### TASK OBJECTIVE
Print the first line of the material below and each line after it, exactly as written, ending with the line that contains "install and where.".

------------------------------------

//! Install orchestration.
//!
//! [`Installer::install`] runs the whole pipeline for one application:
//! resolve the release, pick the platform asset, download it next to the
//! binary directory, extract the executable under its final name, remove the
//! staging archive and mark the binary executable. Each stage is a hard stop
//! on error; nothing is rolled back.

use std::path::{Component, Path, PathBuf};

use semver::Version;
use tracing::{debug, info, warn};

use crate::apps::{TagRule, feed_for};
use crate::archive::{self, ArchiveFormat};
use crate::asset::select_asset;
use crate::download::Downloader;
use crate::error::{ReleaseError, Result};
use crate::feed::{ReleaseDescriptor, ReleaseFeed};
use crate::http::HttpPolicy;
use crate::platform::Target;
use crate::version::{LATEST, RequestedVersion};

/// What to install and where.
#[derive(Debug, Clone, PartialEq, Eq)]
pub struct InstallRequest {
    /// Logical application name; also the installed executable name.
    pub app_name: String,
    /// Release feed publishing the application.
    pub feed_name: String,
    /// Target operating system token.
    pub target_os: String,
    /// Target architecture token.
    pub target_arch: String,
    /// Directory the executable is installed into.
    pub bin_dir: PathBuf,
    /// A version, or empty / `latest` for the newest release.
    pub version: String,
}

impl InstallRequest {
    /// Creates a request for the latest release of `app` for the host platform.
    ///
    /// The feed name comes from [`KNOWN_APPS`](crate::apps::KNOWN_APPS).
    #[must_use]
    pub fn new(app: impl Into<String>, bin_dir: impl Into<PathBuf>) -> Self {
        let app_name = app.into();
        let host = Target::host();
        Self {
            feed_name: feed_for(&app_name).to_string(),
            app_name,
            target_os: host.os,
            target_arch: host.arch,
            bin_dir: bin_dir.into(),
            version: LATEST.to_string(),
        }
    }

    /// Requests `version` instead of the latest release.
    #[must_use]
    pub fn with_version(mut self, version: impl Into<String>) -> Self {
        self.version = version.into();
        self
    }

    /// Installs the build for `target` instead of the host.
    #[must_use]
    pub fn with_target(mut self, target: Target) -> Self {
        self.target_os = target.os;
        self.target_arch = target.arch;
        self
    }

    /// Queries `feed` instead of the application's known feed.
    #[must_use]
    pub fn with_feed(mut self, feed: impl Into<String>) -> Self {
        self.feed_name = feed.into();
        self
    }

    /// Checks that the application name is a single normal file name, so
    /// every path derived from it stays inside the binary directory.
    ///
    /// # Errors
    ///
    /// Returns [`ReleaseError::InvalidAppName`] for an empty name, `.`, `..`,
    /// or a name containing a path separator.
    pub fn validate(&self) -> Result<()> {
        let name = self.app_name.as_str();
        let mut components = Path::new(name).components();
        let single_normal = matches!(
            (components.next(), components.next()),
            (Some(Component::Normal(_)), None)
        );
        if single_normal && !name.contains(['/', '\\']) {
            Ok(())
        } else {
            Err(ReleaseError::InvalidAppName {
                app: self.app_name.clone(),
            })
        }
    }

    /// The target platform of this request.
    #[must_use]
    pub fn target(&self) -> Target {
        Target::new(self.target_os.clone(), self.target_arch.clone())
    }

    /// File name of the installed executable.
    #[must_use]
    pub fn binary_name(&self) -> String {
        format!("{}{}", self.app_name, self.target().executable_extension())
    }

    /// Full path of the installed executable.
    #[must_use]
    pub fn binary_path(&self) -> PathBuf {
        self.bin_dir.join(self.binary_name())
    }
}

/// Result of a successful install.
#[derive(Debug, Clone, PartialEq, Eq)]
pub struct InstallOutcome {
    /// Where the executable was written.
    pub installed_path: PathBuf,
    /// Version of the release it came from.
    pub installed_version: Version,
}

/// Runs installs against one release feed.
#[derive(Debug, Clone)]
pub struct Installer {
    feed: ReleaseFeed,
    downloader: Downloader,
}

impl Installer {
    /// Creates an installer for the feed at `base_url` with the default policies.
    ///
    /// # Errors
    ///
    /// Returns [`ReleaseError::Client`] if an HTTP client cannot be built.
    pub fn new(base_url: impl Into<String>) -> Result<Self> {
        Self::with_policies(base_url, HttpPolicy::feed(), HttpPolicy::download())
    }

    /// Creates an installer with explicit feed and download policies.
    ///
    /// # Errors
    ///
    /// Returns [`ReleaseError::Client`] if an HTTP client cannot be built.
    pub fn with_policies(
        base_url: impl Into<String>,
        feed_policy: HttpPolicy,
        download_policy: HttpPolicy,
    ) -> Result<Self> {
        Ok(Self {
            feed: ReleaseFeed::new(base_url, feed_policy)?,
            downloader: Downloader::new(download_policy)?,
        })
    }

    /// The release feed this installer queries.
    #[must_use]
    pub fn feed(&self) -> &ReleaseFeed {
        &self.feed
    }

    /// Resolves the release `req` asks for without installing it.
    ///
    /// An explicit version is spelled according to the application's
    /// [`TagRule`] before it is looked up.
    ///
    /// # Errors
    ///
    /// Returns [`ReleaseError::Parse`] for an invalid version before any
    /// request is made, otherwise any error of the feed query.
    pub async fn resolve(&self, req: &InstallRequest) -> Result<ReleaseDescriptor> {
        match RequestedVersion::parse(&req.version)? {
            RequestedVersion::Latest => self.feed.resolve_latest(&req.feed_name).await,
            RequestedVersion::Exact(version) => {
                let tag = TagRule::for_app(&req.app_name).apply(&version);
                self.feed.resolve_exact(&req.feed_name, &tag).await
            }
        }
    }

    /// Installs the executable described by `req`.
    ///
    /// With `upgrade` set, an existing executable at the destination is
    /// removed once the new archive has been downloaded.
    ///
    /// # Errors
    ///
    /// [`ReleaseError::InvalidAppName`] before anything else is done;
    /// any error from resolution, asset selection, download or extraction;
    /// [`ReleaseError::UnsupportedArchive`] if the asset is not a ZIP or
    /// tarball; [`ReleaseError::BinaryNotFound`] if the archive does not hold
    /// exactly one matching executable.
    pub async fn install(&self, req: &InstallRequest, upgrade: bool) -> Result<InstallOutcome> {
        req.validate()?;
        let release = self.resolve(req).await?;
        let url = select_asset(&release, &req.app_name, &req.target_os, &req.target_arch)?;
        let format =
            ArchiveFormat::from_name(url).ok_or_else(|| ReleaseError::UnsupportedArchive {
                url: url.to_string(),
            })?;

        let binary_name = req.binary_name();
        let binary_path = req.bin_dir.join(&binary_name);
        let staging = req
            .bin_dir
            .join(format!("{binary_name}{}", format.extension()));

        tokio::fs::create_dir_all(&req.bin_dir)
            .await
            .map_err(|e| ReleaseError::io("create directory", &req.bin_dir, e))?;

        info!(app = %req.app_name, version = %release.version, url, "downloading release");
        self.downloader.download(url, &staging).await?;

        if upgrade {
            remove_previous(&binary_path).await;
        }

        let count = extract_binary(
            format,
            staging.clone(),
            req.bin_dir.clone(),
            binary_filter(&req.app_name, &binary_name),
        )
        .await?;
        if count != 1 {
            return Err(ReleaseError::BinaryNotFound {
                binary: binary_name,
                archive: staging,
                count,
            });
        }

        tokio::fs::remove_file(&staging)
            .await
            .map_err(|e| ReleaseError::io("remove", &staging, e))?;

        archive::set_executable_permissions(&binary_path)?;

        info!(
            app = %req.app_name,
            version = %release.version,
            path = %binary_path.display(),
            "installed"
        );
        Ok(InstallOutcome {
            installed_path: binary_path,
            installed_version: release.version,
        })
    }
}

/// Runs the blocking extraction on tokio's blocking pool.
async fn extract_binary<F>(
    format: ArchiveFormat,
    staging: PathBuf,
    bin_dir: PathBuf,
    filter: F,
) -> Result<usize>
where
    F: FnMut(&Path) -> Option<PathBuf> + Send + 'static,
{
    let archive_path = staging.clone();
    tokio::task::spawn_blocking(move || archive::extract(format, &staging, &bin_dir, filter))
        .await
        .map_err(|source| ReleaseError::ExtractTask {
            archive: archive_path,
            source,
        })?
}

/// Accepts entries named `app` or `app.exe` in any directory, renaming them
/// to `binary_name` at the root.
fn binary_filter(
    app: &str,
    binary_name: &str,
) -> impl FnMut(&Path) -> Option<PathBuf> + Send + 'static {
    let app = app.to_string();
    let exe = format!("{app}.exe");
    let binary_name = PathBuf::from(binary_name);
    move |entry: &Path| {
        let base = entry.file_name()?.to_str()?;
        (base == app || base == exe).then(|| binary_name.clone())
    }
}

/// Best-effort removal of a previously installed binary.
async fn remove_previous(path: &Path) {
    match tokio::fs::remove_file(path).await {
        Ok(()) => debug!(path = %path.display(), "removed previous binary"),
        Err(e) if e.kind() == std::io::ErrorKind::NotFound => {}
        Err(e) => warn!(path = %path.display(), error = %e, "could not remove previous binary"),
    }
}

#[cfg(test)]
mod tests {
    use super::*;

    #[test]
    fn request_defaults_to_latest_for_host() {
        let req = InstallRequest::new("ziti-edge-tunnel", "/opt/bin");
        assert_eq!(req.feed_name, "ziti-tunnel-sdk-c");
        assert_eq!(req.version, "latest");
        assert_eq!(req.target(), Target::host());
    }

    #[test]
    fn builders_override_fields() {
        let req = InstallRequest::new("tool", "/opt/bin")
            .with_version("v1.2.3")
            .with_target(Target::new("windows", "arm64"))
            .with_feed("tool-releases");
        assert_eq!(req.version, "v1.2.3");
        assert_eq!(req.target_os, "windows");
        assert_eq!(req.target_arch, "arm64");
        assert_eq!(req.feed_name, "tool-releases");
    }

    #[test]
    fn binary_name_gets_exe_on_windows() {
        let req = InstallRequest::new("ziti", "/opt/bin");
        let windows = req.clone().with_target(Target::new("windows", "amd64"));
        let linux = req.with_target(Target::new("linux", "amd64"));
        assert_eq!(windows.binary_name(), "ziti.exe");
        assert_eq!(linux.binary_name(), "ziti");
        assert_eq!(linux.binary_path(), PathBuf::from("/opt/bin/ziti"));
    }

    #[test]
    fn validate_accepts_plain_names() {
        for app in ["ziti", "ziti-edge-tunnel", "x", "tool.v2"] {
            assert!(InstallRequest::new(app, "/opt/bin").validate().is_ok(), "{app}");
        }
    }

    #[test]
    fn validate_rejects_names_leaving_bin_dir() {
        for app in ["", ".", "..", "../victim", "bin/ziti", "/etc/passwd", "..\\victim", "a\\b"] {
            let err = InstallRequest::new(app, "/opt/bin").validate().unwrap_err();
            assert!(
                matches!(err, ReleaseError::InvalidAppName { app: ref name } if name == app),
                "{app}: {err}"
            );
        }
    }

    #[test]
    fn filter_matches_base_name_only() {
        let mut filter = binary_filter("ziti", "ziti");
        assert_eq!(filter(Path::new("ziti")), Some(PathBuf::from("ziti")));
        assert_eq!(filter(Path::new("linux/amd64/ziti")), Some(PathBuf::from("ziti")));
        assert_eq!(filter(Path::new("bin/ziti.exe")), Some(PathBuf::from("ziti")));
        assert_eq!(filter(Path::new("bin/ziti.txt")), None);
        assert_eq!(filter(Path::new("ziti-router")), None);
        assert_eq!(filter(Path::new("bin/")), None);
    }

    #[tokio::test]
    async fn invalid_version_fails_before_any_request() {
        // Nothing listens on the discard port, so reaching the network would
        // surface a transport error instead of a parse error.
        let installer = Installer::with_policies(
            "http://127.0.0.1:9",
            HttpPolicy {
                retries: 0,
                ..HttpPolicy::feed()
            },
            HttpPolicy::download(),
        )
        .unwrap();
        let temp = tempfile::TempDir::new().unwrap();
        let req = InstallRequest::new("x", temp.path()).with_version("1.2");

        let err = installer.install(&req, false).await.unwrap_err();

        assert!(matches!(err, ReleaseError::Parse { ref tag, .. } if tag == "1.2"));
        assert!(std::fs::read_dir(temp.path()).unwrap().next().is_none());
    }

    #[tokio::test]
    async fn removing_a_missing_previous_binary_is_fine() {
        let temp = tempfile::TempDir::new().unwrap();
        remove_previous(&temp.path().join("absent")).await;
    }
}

------------------------------------

### RESPONSE BOX
//! Install orchestration.
//!
//! [`Installer::install`] runs the whole pipeline for one application:
//! resolve the release, pick the platform asset, download it next to the
//! binary directory, extract the executable under its final name, remove the
//! staging archive and mark the binary executable. Each stage is a hard stop
//! on error; nothing is rolled back.

use std::path::{Component, Path, PathBuf};

use semver::Version;
use tracing::{debug, info, warn};

use crate::apps::{TagRule, feed_for};
use crate::archive::{self, ArchiveFormat};
use crate::asset::select_asset;
use crate::download::Downloader;
use crate::error::{ReleaseError, Result};
use crate::feed::{ReleaseDescriptor, ReleaseFeed};
use crate::http::HttpPolicy;
use crate::platform::Target;
use crate::version::{LATEST, RequestedVersion};

/// What to install and where.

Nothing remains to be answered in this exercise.